Coming back to myself
Them: I’ve been at the beach all day babe, we had the music going, everyone was there, the water was amazing. You’d have loved it.
Me: That sounds so good! I wish I could have been there.
Them: I wish you could have been there too… what did you do for fun this weekend?
Me: Oh, I had training and then I batch cooked my food and cleaned and did some other stuff and now I’m talking to you.
Them: Yeah, but what did you do for fun?
Me: erm… well, training’s fun and I listen to podcasts when I cook so…
And that, my friend, is how I realised I’d forgotten what it was that I liked to do for fun.
This uncomfortable realisation prompted me to put my researcher hat on (side note: I used to be an actual researcher) and set about doing some highly robust and statistically significant research into what other people did for fun with the idea that this would help me find out what sorts of things I might enjoy as “fun” (side note: the research was neither robust or statistically significant.)

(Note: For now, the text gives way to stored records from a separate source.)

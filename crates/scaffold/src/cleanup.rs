//! Recursive cleanup of stray dependency-cache directories.
//!
//! Package managers occasionally leave nested `node_modules` directories
//! behind (interrupted installs, hoisting quirks inside transitive
//! packages). Only the cache directly under the project root is legitimate;
//! anything deeper is dead weight that slows editors and file watchers.
//!
//! Cleanup is best-effort by policy: a setup flow must never be blocked by
//! an unreadable or half-deleted subtree, so every traversal and deletion
//! error is logged, counted, and skipped.

use std::fs;
use std::path::{Path, PathBuf};

use walkdir::WalkDir;

/// Reserved names treated as dependency caches by default.
pub const DEFAULT_DEPENDENCY_DIRS: &[&str] = &["node_modules"];

/// Reserved names treated as version-control metadata by default.
pub const DEFAULT_VCS_DIRS: &[&str] = &[".git"];

/// Outcome of a cleanup pass.
#[derive(Debug, Default)]
pub struct CleanupReport {
    /// Subtrees that were deleted.
    pub removed: Vec<PathBuf>,
    /// Traversal or deletion errors that were skipped over.
    pub failures: usize,
}

impl CleanupReport {
    /// Whether the pass completed without deleting or skipping anything.
    pub fn is_clean(&self) -> bool {
        self.removed.is_empty() && self.failures == 0
    }
}

/// Removes nested dependency-cache directories below a project root.
///
/// The reserved names are configurable sets rather than literals: an
/// ecosystem with a different (or more than one) cache directory name plugs
/// in via [`Cleaner::with_dependency_dirs`].
#[derive(Debug, Clone)]
pub struct Cleaner {
    dependency_dirs: Vec<String>,
    vcs_dirs: Vec<String>,
}

impl Default for Cleaner {
    fn default() -> Self {
        Self {
            dependency_dirs: DEFAULT_DEPENDENCY_DIRS
                .iter()
                .map(ToString::to_string)
                .collect(),
            vcs_dirs: DEFAULT_VCS_DIRS.iter().map(ToString::to_string).collect(),
        }
    }
}

impl Cleaner {
    /// Create a cleaner with the default reserved names.
    pub fn new() -> Self {
        Self::default()
    }

    /// Replace the dependency-cache name set.
    pub fn with_dependency_dirs<I, S>(mut self, names: I) -> Self
    where
        I: IntoIterator<Item = S>,
        S: Into<String>,
    {
        self.dependency_dirs = names.into_iter().map(Into::into).collect();
        self
    }

    /// Replace the version-control name set.
    pub fn with_vcs_dirs<I, S>(mut self, names: I) -> Self
    where
        I: IntoIterator<Item = S>,
        S: Into<String>,
    {
        self.vcs_dirs = names.into_iter().map(Into::into).collect();
        self
    }

    fn is_dependency_dir(&self, name: &str) -> bool {
        self.dependency_dirs.iter().any(|d| d == name)
    }

    fn is_vcs_dir(&self, name: &str) -> bool {
        self.vcs_dirs.iter().any(|d| d == name)
    }

    /// Walk `root` depth-first and delete every dependency-cache directory
    /// that is not the root's own.
    ///
    /// Policy per entry:
    /// - a cache directly under `root` is kept and never descended into,
    /// - a cache anywhere deeper is deleted wholesale,
    /// - version-control directories are never entered or touched,
    /// - ordinary directories are recursed into, non-directories ignored.
    ///
    /// A missing or unreadable root is a no-op. Sibling order is whatever
    /// the OS yields; callers must only rely on final absence.
    pub fn clean(&self, root: &Path) -> CleanupReport {
        let mut report = CleanupReport::default();

        if !root.is_dir() {
            log::debug!("cleanup root missing or not a directory: {}", root.display());
            return report;
        }

        let mut walker = WalkDir::new(root).into_iter();
        while let Some(entry) = walker.next() {
            let entry = match entry {
                Ok(entry) => entry,
                Err(err) => {
                    log::debug!("cleanup skipping unreadable entry: {err}");
                    report.failures += 1;
                    continue;
                }
            };

            if entry.depth() == 0 || !entry.file_type().is_dir() {
                continue;
            }

            let Some(name) = entry.file_name().to_str() else {
                continue;
            };

            if self.is_vcs_dir(name) {
                walker.skip_current_dir();
                continue;
            }

            if self.is_dependency_dir(name) {
                // Never descend into a cache, neither the root's own nor a
                // stray one about to be deleted.
                walker.skip_current_dir();

                if entry.depth() > 1 {
                    match fs::remove_dir_all(entry.path()) {
                        Ok(()) => {
                            log::debug!("removed stray cache {}", entry.path().display());
                            report.removed.push(entry.path().to_path_buf());
                        }
                        Err(err) => {
                            log::warn!("could not remove {}: {err}", entry.path().display());
                            report.failures += 1;
                        }
                    }
                }
            }
        }

        report
    }
}

// ============================================================================
// Tests
// ============================================================================

#[cfg(test)]
mod tests {
    use super::*;
    use tempfile::TempDir;

    fn touch(path: &Path) {
        fs::create_dir_all(path.parent().unwrap()).unwrap();
        fs::write(path, b"x").unwrap();
    }

    #[test]
    fn test_keeps_root_cache_removes_nested() {
        let temp = TempDir::new().unwrap();
        let root = temp.path();

        touch(&root.join("node_modules/react/index.js"));
        touch(&root.join("node_modules/react/node_modules/loose-envify/index.js"));
        touch(&root.join("src/vendor/node_modules/left-pad/index.js"));

        let report = Cleaner::new().clean(root);

        assert!(root.join("node_modules/react/index.js").exists());
        assert!(!root.join("node_modules/react/node_modules").exists());
        assert!(!root.join("src/vendor/node_modules").exists());
        assert_eq!(report.removed.len(), 2);
        assert_eq!(report.failures, 0);
    }

    #[test]
    fn test_never_enters_vcs_dirs() {
        let temp = TempDir::new().unwrap();
        let root = temp.path();

        // A cache inside .git must survive untouched.
        let sentinel = root.join(".git/node_modules/objects/pack");
        touch(&sentinel);

        let report = Cleaner::new().clean(root);

        assert!(sentinel.exists());
        assert!(report.removed.is_empty());
    }

    #[test]
    fn test_missing_root_is_noop() {
        let temp = TempDir::new().unwrap();
        let report = Cleaner::new().clean(&temp.path().join("does-not-exist"));
        assert!(report.is_clean());
    }

    #[test]
    fn test_root_without_cache_is_clean() {
        let temp = TempDir::new().unwrap();
        touch(&temp.path().join("src/main.js"));

        let report = Cleaner::new().clean(temp.path());
        assert!(report.is_clean());
    }

    #[test]
    fn test_configurable_cache_names() {
        let temp = TempDir::new().unwrap();
        let root = temp.path();

        touch(&root.join("vendor/pkg/file"));
        touch(&root.join("lib/deep/vendor/pkg/file"));
        touch(&root.join("lib/deep/node_modules/pkg/file"));

        let cleaner = Cleaner::new().with_dependency_dirs(["vendor"]);
        let report = cleaner.clean(root);

        assert!(root.join("vendor/pkg/file").exists());
        assert!(!root.join("lib/deep/vendor").exists());
        // node_modules is not in the configured set, so it survives
        assert!(root.join("lib/deep/node_modules/pkg/file").exists());
        assert_eq!(report.removed.len(), 1);
    }

    #[test]
    fn test_non_directories_ignored() {
        let temp = TempDir::new().unwrap();
        let root = temp.path();

        // A plain file named like a cache is not a cache.
        touch(&root.join("src/node_modules"));

        let report = Cleaner::new().clean(root);
        assert!(root.join("src/node_modules").exists());
        assert!(report.removed.is_empty());
    }

    #[test]
    fn test_deeply_nested_caches_all_removed() {
        let temp = TempDir::new().unwrap();
        let root = temp.path();

        touch(&root.join("a/b/c/node_modules/x/file"));
        touch(&root.join("a/node_modules/y/file"));
        touch(&root.join("d/node_modules/z/node_modules/w/file"));

        Cleaner::new().clean(root);

        assert!(!root.join("a/b/c/node_modules").exists());
        assert!(!root.join("a/node_modules").exists());
        assert!(!root.join("d/node_modules").exists());
        assert!(root.join("a/b/c").exists());
    }
}
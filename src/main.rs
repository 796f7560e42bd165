mod catalog;
mod cli;
mod commands;
mod ui;

use anyhow::Result;
use clap::{CommandFactory, Parser};
use clap_complete::generate;
use cli::{Cli, Command};
use std::io;

/// Global context for the application
pub struct Context {
    pub verbose: u8,
    pub quiet: bool,
}

fn main() -> Result<()> {
    let cli = Cli::parse();

    // Initialize logging based on verbosity
    let log_level = match cli.verbose {
        0 => log::LevelFilter::Warn,
        1 => log::LevelFilter::Info,
        2 => log::LevelFilter::Debug,
        _ => log::LevelFilter::Trace,
    };

    env_logger::Builder::new()
        .filter_level(if cli.quiet {
            log::LevelFilter::Error
        } else {
            log_level
        })
        .format_timestamp(None)
        .init();

    let ctx = Context {
        verbose: cli.verbose,
        quiet: cli.quiet,
    };

    match cli.command {
        Command::New(args) => commands::new::run(&ctx, args),
        Command::Chapters(args) => commands::chapters::run(&ctx, args),
        Command::Git(args) => commands::git::run(&ctx, args),
        Command::Completions { shell } => {
            let mut cmd = Cli::command();
            generate(shell, &mut cmd, "vitesse", &mut io::stdout());
            Ok(())
        }
    }
}
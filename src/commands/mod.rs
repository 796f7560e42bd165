pub mod chapters;
pub mod git;
pub mod new;

use colored::Colorize;

use crate::catalog::Topic;
use crate::ui;

/// Render every table of a topic, in registration order. A topic with no
/// registered tables gets a notice instead of an error.
pub(crate) fn render_topic(topic: &Topic) {
    if topic.tables.is_empty() {
        ui::warn(&format!(
            "No reference data registered for '{}' yet",
            topic.name
        ));
        return;
    }

    println!();
    println!("{}", topic.name.yellow().bold());
    for table in &topic.tables {
        ui::table(table.title, table.columns, table.rows);
    }
    println!();
}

While it was one thing to realise that I didn’t have much fun in my life it was another thing to think about why.
I think we’ve probably all heard stories about people who get into a new relationship and then suddenly start liking things they seemingly had no interest in before. The person who never cared about football (of any variety) but who now spends afternoons sitting in front of the TV watching The Match with their new partner. The person who used to be happy drinking any old coffee from which ever coffee shop happened to be nearby but now who only drinks a particular style of coffee and only from two particular coffee shops and then only if a certain barista is working that day.

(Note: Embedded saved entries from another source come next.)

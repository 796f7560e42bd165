//! Opinionated source tree for a freshly scaffolded project.

use std::fs;
use std::path::Path;

use crate::error::{Error, Result};

/// Directories created inside every new project.
pub const PROJECT_DIRS: &[&str] = &[
    "src/components/ui",
    "src/components/layout",
    "src/pages",
    "src/hooks",
    "src/services",
    "src/utils",
    "src/context",
    "src/assets/images",
    "src/assets/icons",
    "src/styles",
    "public",
];

/// Create the full directory layout under `base`. Idempotent.
pub fn create_layout(base: &Path) -> Result<()> {
    for dir in PROJECT_DIRS {
        let path = base.join(dir);
        fs::create_dir_all(&path).map_err(|source| Error::CreateDir { path, source })?;
    }
    Ok(())
}

#[cfg(test)]
mod tests {
    use super::*;
    use tempfile::TempDir;

    #[test]
    fn test_creates_every_directory() {
        let temp = TempDir::new().unwrap();
        create_layout(temp.path()).unwrap();
        for dir in PROJECT_DIRS {
            assert!(temp.path().join(dir).is_dir(), "missing {dir}");
        }
    }

    #[test]
    fn test_is_idempotent() {
        let temp = TempDir::new().unwrap();
        create_layout(temp.path()).unwrap();
        create_layout(temp.path()).unwrap();
        assert!(temp.path().join("src/pages").is_dir());
    }
}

When I see people I know doing this it really winds me up. I can actually feel myself starting to get angry and I want to shout “I know you doing really like that, stop pretending to like it just because so-and-so likes it.” And the reason I get so mad about it? Well, because it’s exactly what I’ve done in past relationships. And, annoyingly, I think it’s still something I need to watch out for in future relationships.
Let’s go back to some time around 2014.
I found myself sat on my bed in a hostel in La Paz, Bolivia wondering if I really did like solo-backpacking. This wasn’t my first solo-backpacking trip, far from it, and I hadn’t had a horrible time by ANY stretch of the imagination. I had, in fact, had a wonderful adventure through Peru and a little bit of Bolivia. I’d met and traveled with some great people and I had genuinely enjoyed myself as we shared experiences of camping, hiking and bus rides along extremely windy roads. In hindsight, that moment of reflection as I sat there on my single bed in my single room in La Paz, that was when I started to pull at that thread of wondering: What do I like because I actually like it and what have I trained myself to like?
What did I like?
When left to her own devises, what did Liz like?
The more I pulled on that thread the more I realised that I wasn’t sure anymore.
Somewhere in my late teen’s / early 20’s I had decided that being myself wasn’t good enough and slowly, gently, I hardened myself.
I protected my feelings of not being enough with a tough exterior, a “You can’t fkn hurt me mate” shell. I employed various props to help me in this creation: I took up smoking and I drank more than I wanted to. I wielded a double bladed sword of cynicism and hid behind a general scowl that gave me, I thought, enough of a veneer of “being a bit hard” so that I would be accepted as “cool.” It also served to stop anyone really getting to know me and that meant that I could keep the real me safe.
Side note: I’m not sure which parts of that were me naturally exploring myself and my developing personality, which parts were my way of dealing with depression and anxiety, and which parts were a way of being seeking to be both accepted and to stay hidden at the same time.
Over the years I morphed my persona to suit the situation and ignored what were, in hindsight, big red warning flags – self-destructive behaviour and a steady worsening of the depression and anxiety I’d been dealing with since my pre-teen years to name a few.
I hid the real parts of me further and further inside and on the outside I got myself into various situations that I did not want to be in and that I wasn’t sure how to get out of.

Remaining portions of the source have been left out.